Varos turned his gaze back to a sputtering Lady Xaliya. “Then there will be no new tax,” he declared, his voice the final, absolute judgment. “Instead, we will send grain from the royal stores. A kingdom that cannot feed its most vulnerable subjects is a kingdom that has already failed.”
He did not do it for me. He did it for his kingdom. But he used my voice, my knowledge, to guide his hand. He is showing me, not telling me, that my humanity is not a weakness to him. It is a strength. His strength.
As for Zahir, his lessons continue, but they are no longer a brutal torment.

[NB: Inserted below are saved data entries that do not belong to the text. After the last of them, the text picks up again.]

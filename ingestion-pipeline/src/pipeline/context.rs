use common::{
    error::AppError,
    storage::{
        snapshot::SnapshotCache,
        types::entity::{Entity, TopicLabel},
    },
};
use tracing::error;

use super::services::{ClusteringServices, EmbeddingMatrix};
use crate::utils::projection::Point2D;

pub struct CycleContext<'a> {
    pub entities: &'a [Entity],
    pub services: &'a dyn ClusteringServices,
    pub snapshots: &'a SnapshotCache,
    pub texts: Vec<String>,
    pub embeddings: EmbeddingMatrix,
    pub points: Vec<Point2D>,
    pub labels: Vec<TopicLabel>,
    pub version: Option<u64>,
}

impl<'a> CycleContext<'a> {
    pub fn new(
        entities: &'a [Entity],
        services: &'a dyn ClusteringServices,
        snapshots: &'a SnapshotCache,
    ) -> Self {
        Self {
            entities,
            services,
            snapshots,
            texts: entities.iter().map(|e| e.text.clone()).collect(),
            embeddings: entities.iter().map(|e| e.embedding.clone()).collect(),
            points: Vec::new(),
            labels: Vec::new(),
            version: None,
        }
    }

    pub fn corpus_len(&self) -> usize {
        self.entities.len()
    }

    pub fn abort(&mut self, err: AppError) -> AppError {
        error!(
            corpus_len = self.corpus_len(),
            error = %err,
            "clustering cycle aborted"
        );
        err
    }
}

We meet in his training yard, in the honest lightof the sun. He is teaching me to wield a small, light dagger, its hilt carved from the pale, creamy wood he favors.
“Your strength is not in your arm,” he grunts, his massive hands gently correcting my grip. His touch is still a jolt, a raw, electric thing, but the violence is gone, instead replaced by a rough, patient tenderness. “It is here.” He taps his claw against my temple. “You see what others do not. You see the weakness in an opponent’s stance, the flicker of fear in their eyes. That is your weapon. The blade is merely the extension of your will.”
He no longer pushes me to the ground. He teaches me to yield, to flow, to use an opponent’s strength against them. He is not just teaching me to fight. He is teaching me to be something other than prey. He is giving me back my own agency, piece by painstaking piece.
One afternoon, he leads me back to his secret workshop. A new carving sits on the central bench, bathed in a sliver of sunlight. It is a carving of me. I am not depicted as a cowering captive or a seductive pet. I am standing, my chin lifted, a small, defiant smile on my lips. In my hand, I hold a single, perfect flower. He has captured not just my likeness, but my spirit.
“I… I found this one in the garden,” he says. His voice is a rough rumble, his gaze fixed on the carving, unable to meet my eyes. “It was not broken. It was just… alone.”
My heart aches with a sweet, terrible pain. This brutal, savage warrior, this creature of blood and battle, sees me not as a broken thing to be pitied, but as a solitary bloom to be cherished.